SOLV can be roughly seen as a dividing point of the HIP-1 auction. Before that, it was mostly meme and domain name logic, tickers were mostly symbolic, and the focus of hype was uniqueness within the ecosystem.
After SOLV, most of the projects came to grab the ecological niche and the qualification to list the token, and the price gradually increased. The highest price of GOD was nearly 1 million US dollars. The project direction is mainly pan-entertainment, with games and NFT accounting for the majority, but there are also DeFi projects such as Solv, Swell and Cream.
In addition, it can be seen that as an exchange, Hyperliquid's spot "listing fee" has remained stable at more than 100,000 US dollars in the past month, which is close to the listing fees of some second-tier centralized exchanges.
Through HIP1, Hyperliquid has an open "decentralized listing" mechanism.
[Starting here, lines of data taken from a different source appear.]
//! Output of extraction results as Markdown and JSON.

mod json;
mod markdown;

pub use json::{to_json, JsonFormat};
pub use markdown::{page_to_markdown, to_markdown};
//! Extraction boundary: response decoding and word-to-block grouping.

mod blocks;
mod options;
mod response;

pub use blocks::{group_words, Word};
pub use options::{BlockOptions, DecodeOptions, ErrorMode};
pub use response::{decode_payload, decode_response, read_extraction_file};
The listing fees paid are decided by market participants themselves, and there will be no listing problems on centralized exchanges. On the other hand, the listing fees collected will be used for HYPE repurchase and destruction, which is also beneficial to HYPE's price performance and valuation indicators.
HIP-2 (Hyperliquid’s AMM)
Since Hyperliquid’s spot trading operates in the form of an order book, it is difficult to guarantee liquidity for new coins. Hyperliquid proposed HIP-2 to solve the initial liquidity problem of tokens created through HIP1.
In simple terms, HIP2 provides an automatic market-making system that allows developers to automatically make markets for tokens generated by HIP-1. The market-making logic is linear market-making within a range. Developers specify the upper and lower price limits of the market-making range, as well as the buying and selling points. The system automatically makes markets within the range with every 0.3% price change as one grid.
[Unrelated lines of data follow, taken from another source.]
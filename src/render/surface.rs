//! Pixel surface a page is drawn into.

use super::Viewport;
use crate::error::{Error, Result};

/// Bytes per RGBA pixel.
const BYTES_PER_PIXEL: usize = 4;

/// Largest surface accepted, in pixels (a 16384 x 16384 canvas).
pub const MAX_SURFACE_PIXELS: usize = 16384 * 16384;

/// An RGBA pixel buffer sized for one viewport.
#[derive(Clone, PartialEq, Eq)]
pub struct Surface {
    width: u32,
    height: u32,
    pixels: Vec<u8>,
}

impl Surface {
    /// Create a blank surface.
    ///
    /// Fails with [`Error::Render`] when the surface is larger than
    /// [`MAX_SURFACE_PIXELS`] or its buffer cannot be allocated.
    pub fn new(width: u32, height: u32) -> Result<Self> {
        let too_large =
            || Error::Render(format!("surface of {}x{} pixels is too large", width, height));

        let pixels = (width as usize)
            .checked_mul(height as usize)
            .filter(|&n| n <= MAX_SURFACE_PIXELS)
            .ok_or_else(too_large)?;
        let len = pixels.checked_mul(BYTES_PER_PIXEL).ok_or_else(too_large)?;

        let mut buffer = Vec::new();
        buffer.try_reserve_exact(len).map_err(|e| {
            Error::Render(format!(
                "cannot allocate {}x{} surface: {}",
                width, height, e
            ))
        })?;
        buffer.resize(len, 0);

        Ok(Self {
            width,
            height,
            pixels: buffer,
        })
    }

    /// Create a surface for a viewport, truncating to whole pixels the way a
    /// canvas does when its size is set from a fractional viewport.
    pub fn for_viewport(viewport: &Viewport) -> Result<Self> {
        Self::new(to_pixels(viewport.width), to_pixels(viewport.height))
    }

    /// Width in pixels.
    pub fn width(&self) -> u32 {
        self.width
    }

    /// Height in pixels.
    pub fn height(&self) -> u32 {
        self.height
    }

    /// Raw RGBA bytes, row-major.
    pub fn pixels(&self) -> &[u8] {
        &self.pixels
    }

    /// Mutable RGBA bytes for backends to draw into.
    pub fn pixels_mut(&mut self) -> &mut [u8] {
        &mut self.pixels
    }

    /// Fill the whole surface with one color.
    pub fn fill(&mut self, rgba: [u8; 4]) {
        for px in self.pixels.chunks_exact_mut(BYTES_PER_PIXEL) {
            px.copy_from_slice(&rgba);
        }
    }

    /// Check if the surface has no pixels.
    pub fn is_empty(&self) -> bool {
        self.pixels.is_empty()
    }
}

impl std::fmt::Debug for Surface {
    fn fmt(&self, f: &mut std::fmt::Formatter<'_>) -> std::fmt::Result {
        f.debug_struct("Surface")
            .field("width", &self.width)
            .field("height", &self.height)
            .finish()
    }
}

fn to_pixels(v: f32) -> u32 {
    if v.is_finite() && v > 0.0 {
        v as u32
    } else {
        0
    }
}
//! Data model shared by extraction, table alignment and the viewer.
//!
//! Extraction output is a flat list of [`ExtractedElement`]s, each tagged
//! with the page it came from. Tables hold ragged rows of fields; an
//! [`AlignedGrid`] is the transient, column-aligned view of one table.

mod document;
mod element;
mod geometry;
mod grid;

pub use document::{normalize_rotation, DocumentInfo, Page};
pub use element::{ExtractedElement, Field, Locatable, Row, Table, TextBlock};
pub use geometry::{BoundingBox, ColumnBoundary};
pub(crate) use geometry::BoxRepr;
pub use grid::{AlignedGrid, AlignedRow};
The following figure shows an order book using HIP-2 and its parameter settings:
After the launch of HIP-2, many newly created Hyperliquid ecological tokens have chosen to use this Hyperliquid AMM mechanism. Currently, the total USDC volume of HIP-2 has exceeded 25 million US dollars.
Hyperliquid's average daily spot trading volume in the past 30 days is about 400 million US dollars, ranking among the top ten DEXs, and is similar to the trading volume of Curve, Lifinity and Orca.
Source: DeFillama
2.3 HyperEVM
HyperEVM is not yet online. In Hyperliquid's official documentation, the RustVM currently running on derivatives and spot exchanges is called Hyperliquid L1, and HyperEVM is called EVM. According to the definition in its official documentation, HyperEVM is not an independent chain:
Hyperliquid L1 has a generalized EVM as part of the blockchain state. Importantly, the HyperEVM is not a separate chain, but is secured by the same HyperBFT consensus mechanism as the rest of L1. This enables the EVM to interact directly with native components of L1, such as spot and perpetual order books.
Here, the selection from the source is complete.